▸ **Material shown**
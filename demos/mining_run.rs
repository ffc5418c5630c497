/// Mining run example: orbit, survey, extract, dock, sell.
///
/// Survey and extraction both put the reactor on cooldown; the loop waits
/// out whatever the API reports instead of guessing.
///
/// Run with: SPACETRADERS_TOKEN=... SHIP=... cargo run --example mining_run
use std::time::Duration;

use spacetraders_sdk::{ApiConfig, SellCargoRequest, StClient, StError};

#[tokio::main]
async fn main() -> Result<(), Box<dyn std::error::Error>> {
    let client = StClient::new(ApiConfig::default());
    let token = std::env::var("SPACETRADERS_TOKEN")?;
    let ship_symbol = std::env::var("SHIP")?;

    // 1. Make sure the ship is in orbit
    let nav = client.orbit_ship(&token, &ship_symbol).await?;
    println!("{} in orbit at {}", ship_symbol, nav.waypoint_symbol);

    // 2. Survey the waypoint for good deposits
    let survey = match client.create_survey(&token, &ship_symbol).await {
        Ok(data) => {
            for s in &data.surveys {
                let deposits: Vec<&str> =
                    s.deposits.iter().map(|d| d.symbol.as_str()).collect();
                println!("Survey {} [{}]: {}", s.signature, s.size, deposits.join(", "));
            }
            wait_for_cooldown(&client, &token, &ship_symbol).await?;
            data.surveys.into_iter().next()
        }
        Err(StError::Api { status, .. }) => {
            println!("Survey unavailable (HTTP {status}), extracting blind");
            None
        }
        Err(e) => return Err(e.into()),
    };

    // 3. Extract, targeted if a survey came back
    let extraction = match &survey {
        Some(survey) => {
            client
                .extract_resources_with_survey(&token, &ship_symbol, survey)
                .await?
        }
        None => client.extract_resources(&token, &ship_symbol).await?,
    };
    println!(
        "Extracted {}x {} — cargo {}/{}",
        extraction.extraction.r#yield.units,
        extraction.extraction.r#yield.symbol,
        extraction.cargo.units,
        extraction.cargo.capacity
    );

    // 4. Dock and sell the haul
    client.dock_ship(&token, &ship_symbol).await?;
    for item in &extraction.cargo.inventory {
        let req = SellCargoRequest {
            symbol: item.symbol.clone(),
            units: item.units,
        };
        match client.sell_cargo(&token, &ship_symbol, &req).await {
            Ok(sale) => println!(
                "Sold {}x {} for {} credits (balance {})",
                sale.transaction.units,
                sale.transaction.trade_symbol,
                sale.transaction.total_price,
                sale.agent.credits
            ),
            Err(StError::Api { status, .. }) => {
                println!("Market refused {} (HTTP {status})", item.symbol)
            }
            Err(e) => return Err(e.into()),
        }
    }

    Ok(())
}

async fn wait_for_cooldown(
    client: &StClient,
    token: &str,
    ship_symbol: &str,
) -> Result<(), StError> {
    loop {
        let status = client.get_ship_cooldown(token, ship_symbol).await?;
        if !status.on_cooldown {
            return Ok(());
        }
        let secs = status.cooldown.remaining_seconds.max(1) as u64;
        println!("Cooldown: {secs}s remaining");
        tokio::time::sleep(Duration::from_secs(secs)).await;
    }
}
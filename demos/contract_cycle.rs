/// Contract lifecycle example: list, accept, deliver, fulfill.
///
/// Delivery and fulfillment only succeed when a ship actually holds the
/// required cargo at the destination, so those steps report API errors
/// instead of bailing out.
///
/// Run with: SPACETRADERS_TOKEN=... cargo run --example contract_cycle
use spacetraders_sdk::{
    ApiConfig, DeliverContractRequest, PageQuery, StClient, StError,
};

#[tokio::main]
async fn main() -> Result<(), Box<dyn std::error::Error>> {
    let client = StClient::new(ApiConfig::default());
    let token = std::env::var("SPACETRADERS_TOKEN")?;

    // 1. List contracts
    let contracts = client.list_contracts(&token, PageQuery::default()).await?;
    println!("{} contracts:", contracts.meta.total);
    for c in &contracts.data {
        println!(
            "  {} [{}] from {} — accepted={} fulfilled={}",
            c.id, c.contract_type, c.faction_symbol, c.accepted, c.fulfilled
        );
        for d in &c.terms.deliver {
            println!(
                "    deliver {}x {} to {} ({} done)",
                d.units_required, d.trade_symbol, d.destination_symbol, d.units_fulfilled
            );
        }
    }

    let Some(contract) = contracts.data.iter().find(|c| !c.fulfilled) else {
        println!("Nothing open.");
        return Ok(());
    };

    // 2. Accept it (409 means it already was)
    match client.accept_contract(&token, &contract.id).await {
        Ok(accepted) => println!(
            "Accepted {} — advance paid, {} credits now",
            accepted.contract.id, accepted.agent.credits
        ),
        Err(StError::Api { status: 409, .. }) => {
            println!("{} was already accepted", contract.id)
        }
        Err(e) => return Err(e.into()),
    }

    // 3. Try a delivery for the first outstanding item
    if let Some(item) = contract
        .terms
        .deliver
        .iter()
        .find(|d| d.units_fulfilled < d.units_required)
    {
        let ships = client.list_ships(&token, PageQuery::default()).await?;
        let Some(ship) = ships.data.first() else {
            println!("No ships available.");
            return Ok(());
        };

        let req = DeliverContractRequest {
            ship_symbol: ship.symbol.clone(),
            trade_symbol: item.trade_symbol.clone(),
            units: item.units_required - item.units_fulfilled,
        };
        match client.deliver_contract(&token, &contract.id, &req).await {
            Ok(delivered) => {
                let done = &delivered.contract.terms.deliver[0];
                println!(
                    "Delivered — {}/{} {} fulfilled",
                    done.units_fulfilled, done.units_required, done.trade_symbol
                );
            }
            Err(StError::Api { status, body }) => {
                println!("Delivery rejected (HTTP {status}): {body}")
            }
            Err(e) => return Err(e.into()),
        }
    }

    // 4. Fulfill once all items are in
    match client.fulfill_contract(&token, &contract.id).await {
        Ok(fulfilled) => println!(
            "Fulfilled {} — {} credits now",
            fulfilled.contract.id, fulfilled.agent.credits
        ),
        Err(StError::Api { status, .. }) => {
            println!("Not fulfillable yet (HTTP {status})")
        }
        Err(e) => return Err(e.into()),
    }

    Ok(())
}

▸ **Work required**
Your answer should be every entry above, repeated exactly.

▸ **Answer space**
filename demos/mining_run.rs
repository ffc5418c5630c497
/// Mining run example: orbit, survey, extract, dock, sell.
///
/// Survey and extraction both put the reactor on cooldown; the loop waits
/// out whatever the API reports instead of guessing.
///
/// Run with: SPACETRADERS_TOKEN=... SHIP=... cargo run --example mining_run
use std::time::Duration;

use spacetraders_sdk::{ApiConfig, SellCargoRequest, StClient, StError};

#[tokio::main]
async fn main() -> Result<(), Box<dyn std::error::Error>> {
    let client = StClient::new(ApiConfig::default());
    let token = std::env::var("SPACETRADERS_TOKEN")?;
    let ship_symbol = std::env::var("SHIP")?;

    // 1. Make sure the ship is in orbit
    let nav = client.orbit_ship(&token, &ship_symbol).await?;
    println!("{} in orbit at {}", ship_symbol, nav.waypoint_symbol);

    // 2. Survey the waypoint for good deposits
    let survey = match client.create_survey(&token, &ship_symbol).await {
        Ok(data) => {
            for s in &data.surveys {
                let deposits: Vec<&str> =
                    s.deposits.iter().map(|d| d.symbol.as_str()).collect();
                println!("Survey {} [{}]: {}", s.signature, s.size, deposits.join(", "));
            }
            wait_for_cooldown(&client, &token, &ship_symbol).await?;
            data.surveys.into_iter().next()
        }
        Err(StError::Api { status, .. }) => {
            println!("Survey unavailable (HTTP {status}), extracting blind");
            None
        }
        Err(e) => return Err(e.into()),
    };

    // 3. Extract, targeted if a survey came back
    let extraction = match &survey {
        Some(survey) => {
            client
                .extract_resources_with_survey(&token, &ship_symbol, survey)
                .await?
        }
        None => client.extract_resources(&token, &ship_symbol).await?,
    };
    println!(
        "Extracted {}x {} — cargo {}/{}",
        extraction.extraction.r#yield.units,
        extraction.extraction.r#yield.symbol,
        extraction.cargo.units,
        extraction.cargo.capacity
    );

    // 4. Dock and sell the haul
    client.dock_ship(&token, &ship_symbol).await?;
    for item in &extraction.cargo.inventory {
        let req = SellCargoRequest {
            symbol: item.symbol.clone(),
            units: item.units,
        };
        match client.sell_cargo(&token, &ship_symbol, &req).await {
            Ok(sale) => println!(
                "Sold {}x {} for {} credits (balance {})",
                sale.transaction.units,
                sale.transaction.trade_symbol,
                sale.transaction.total_price,
                sale.agent.credits
            ),
            Err(StError::Api { status, .. }) => {
                println!("Market refused {} (HTTP {status})", item.symbol)
            }
            Err(e) => return Err(e.into()),
        }
    }

    Ok(())
}

async fn wait_for_cooldown(
    client: &StClient,
    token: &str,
    ship_symbol: &str,
) -> Result<(), StError> {
    loop {
        let status = client.get_ship_cooldown(token, ship_symbol).await?;
        if !status.on_cooldown {
            return Ok(());
        }
        let secs = status.cooldown.remaining_seconds.max(1) as u64;
        println!("Cooldown: {secs}s remaining");
        tokio::time::sleep(Duration::from_secs(secs)).await;
    }
}
filename demos/contract_cycle.rs
/// Contract lifecycle example: list, accept, deliver, fulfill.
///
/// Delivery and fulfillment only succeed when a ship actually holds the
/// required cargo at the destination, so those steps report API errors
/// instead of bailing out.
///
/// Run with: SPACETRADERS_TOKEN=... cargo run --example contract_cycle
use spacetraders_sdk::{
    ApiConfig, DeliverContractRequest, PageQuery, StClient, StError,
};

#[tokio::main]
async fn main() -> Result<(), Box<dyn std::error::Error>> {
    let client = StClient::new(ApiConfig::default());
    let token = std::env::var("SPACETRADERS_TOKEN")?;

    // 1. List contracts
    let contracts = client.list_contracts(&token, PageQuery::default()).await?;
    println!("{} contracts:", contracts.meta.total);
    for c in &contracts.data {
        println!(
            "  {} [{}] from {} — accepted={} fulfilled={}",
            c.id, c.contract_type, c.faction_symbol, c.accepted, c.fulfilled
        );
        for d in &c.terms.deliver {
            println!(
                "    deliver {}x {} to {} ({} done)",
                d.units_required, d.trade_symbol, d.destination_symbol, d.units_fulfilled
            );
        }
    }

    let Some(contract) = contracts.data.iter().find(|c| !c.fulfilled) else {
        println!("Nothing open.");
        return Ok(());
    };

    // 2. Accept it (409 means it already was)
    match client.accept_contract(&token, &contract.id).await {
        Ok(accepted) => println!(
            "Accepted {} — advance paid, {} credits now",
            accepted.contract.id, accepted.agent.credits
        ),
        Err(StError::Api { status: 409, .. }) => {
            println!("{} was already accepted", contract.id)
        }
        Err(e) => return Err(e.into()),
    }

    // 3. Try a delivery for the first outstanding item
    if let Some(item) = contract
        .terms
        .deliver
        .iter()
        .find(|d| d.units_fulfilled < d.units_required)
    {
        let ships = client.list_ships(&token, PageQuery::default()).await?;
        let Some(ship) = ships.data.first() else {
            println!("No ships available.");
            return Ok(());
        };

        let req = DeliverContractRequest {
            ship_symbol: ship.symbol.clone(),
            trade_symbol: item.trade_symbol.clone(),
            units: item.units_required - item.units_fulfilled,
        };
        match client.deliver_contract(&token, &contract.id, &req).await {
            Ok(delivered) => {
                let done = &delivered.contract.terms.deliver[0];
                println!(
                    "Delivered — {}/{} {} fulfilled",
                    done.units_fulfilled, done.units_required, done.trade_symbol
                );
            }
            Err(StError::Api { status, body }) => {
                println!("Delivery rejected (HTTP {status}): {body}")
            }
            Err(e) => return Err(e.into()),
        }
    }

    // 4. Fulfill once all items are in
    match client.fulfill_contract(&token, &contract.id).await {
        Ok(fulfilled) => println!(
            "Fulfilled {} — {} credits now",
            fulfilled.contract.id, fulfilled.agent.credits
        ),
        Err(StError::Api { status, .. }) => {
            println!("Not fulfillable yet (HTTP {status})")
        }
        Err(e) => return Err(e.into()),
    }

    Ok(())
}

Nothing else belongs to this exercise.